MILANO – Con l’arrivo di Air – La storia del grande salto al cinema è chiaro una volta per tutte che Ben Affleck meriti finalmente un riconoscimento che vada oltre i premi conquistati in carriera (due Oscar, per Will Hunting e per Argo), perché qui ci troviamo davanti ad un film capace di non essere convenzionale pur rimanendo saldo all’interno delle rigide regole del genere biopic. Questo grazie ad una sceneggiatura che non perde un colpo e mantiene un ritmo saldo, accompagnata da una regia intelligente che si allontana dagli stilemi regolari, come può capitare spesso in questi casi. Il film racconta un momento non convenzionale nella storia della Nike, il 1984, quando si decise di scommettere tutto per ingaggiare Michael Jordan – ancora poco noto – costruendo attorno a lui le celebri scarpe che avrebbero costituito il punto di lancio definitivo per il successo del brand.
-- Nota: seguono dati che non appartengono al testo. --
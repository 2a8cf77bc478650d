/**
 * TutorChat Server Entry Point
 *
 * Loads configuration, starts the chat core and serves it until Ctrl-C.
 */

use tutorchat::backend::server;
use tutorchat::shared::ChatConfig;

#[tokio::main]
async fn main() -> Result<(), Box<dyn std::error::Error>> {
    // Load environment variables from .env file if present
    dotenv::dotenv().ok();

    let env_filter = std::env::var("RUST_LOG").unwrap_or_else(|_| "info".to_string());
    tracing_subscriber::fmt()
        .with_env_filter(tracing_subscriber::EnvFilter::new(&env_filter))
        .init();

    let config = ChatConfig::load()?;
    tracing::info!("[Server] Configuration loaded (port {})", config.port);

    let runtime = server::init(&config).await?;
    let app = runtime.router();

    let addr = std::net::SocketAddr::from(([0, 0, 0, 0], config.port));
    let listener = tokio::net::TcpListener::bind(addr).await?;
    tracing::info!("[Server] Listening on {}", addr);

    axum::serve(listener, app)
        .with_graceful_shutdown(shutdown_signal())
        .await?;

    runtime.shutdown().await;
    tracing::info!("[Server] Stopped");
    Ok(())
}

async fn shutdown_signal() {
    if let Err(e) = tokio::signal::ctrl_c().await {
        tracing::error!("[Server] Failed to listen for Ctrl-C: {}", e);
        std::future::pending::<()>().await;
    }
    tracing::info!("[Server] Shutdown requested");
}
Qui Affleck, anche nei panni del CEO della Nike Phil Knight, ritrova il vecchio compare Matt Damon (nel film è Sonny Vaccaro, il manager della Nike) ventisei anni dopo l’Oscar vinto con Will Hunting. Un’intuizione che regala ad Air anche il sapore di una rimpatriata perché uno dei (molti) punti forti del biopic sta proprio nel fatto che Ben Affleck si sia circondato di amici e attori fuori da alcuni canoni tradizionali per raccontare la storia: ci sono anche Chris Tucker e Marlon Wayans, rispettivamente Howard White, un collega di Sonny, e George Raveling, l’allenatore di Jordan alle Olimpiadi del 1984. Ma ecco anche Jason Bateman, Chris Messina e Viola Davis (che da sola vale il biglietto, come sempre) che interpreta Deloris Jordan, madre del fuoriclasse. Ad ognuno viene dato il giusto spazio ritagliando momenti – anche brevi – che delineano tutte le figure che hanno preso parte a quella che fu – a tutti gli effetti – una rivoluzione per il marketing sportivo.

Il cast funziona però anche – e soprattutto – per merito della straordinaria sceneggiatura (d’esordio!) di Alex Convery, autore classe 1975 che prima di cimentarsi in questo film si considerava semplicemente un grande fan dei Chicago Bulls. Per la storia ha preso ispirazione dal magnifico documentario su Jordan, The Last Dance (ve lo avevamo raccontato qui) e in particolare da una sequenza precisa, ovvero un episodio in cui si vedeva lo stesso Jordan titubante e non molto propenso a firmare un accordo con la Nike. L’altro grande punto di forza di Air? Sta nel non averlo fatto diventare un film su Jordan (quando compare c’è una chiara dichiarazione di intenti nel non mostrarlo mai in volto, fatta eccezione per i filmati d’archivio), ma concentrandosi su tutte le figure di contorno, in particolare quelle di Sonny e di Deloris.

E allora, proprio come su un campo da basket, Air non perde mai ritmo, non perde mai un rimbalzo, le parole hanno il loro peso e la loro velocità, scritte in sequenza, rapide, quasi come se questo fosse il The Social Network delle sneakers, quasi come se Convery avesse studiato da Aaron Sorkin. Non scade mai in scelte ingenue o battute banali e fa emergere al momento giusto anche tutta la bravura e lo stoicismo del volto di una delle migliori attrici degli ultimi trent’anni, Viola Davis, una magnifica Deloris Jordan. Insomma, dopo il sonoro flop de La legge della notte, diamo a Ben Affleck quello che è di Ben Affleck, al riparo da gossip e sciocchezze varie, tra J.Lo e meme da socal. Si è rimboccato le maniche per ritornare alla sua dimensione ideale del racconto, quella in cui andare tra le pieghe di una storia per rendere ancora più grande e forte la realtà. Imperdibile.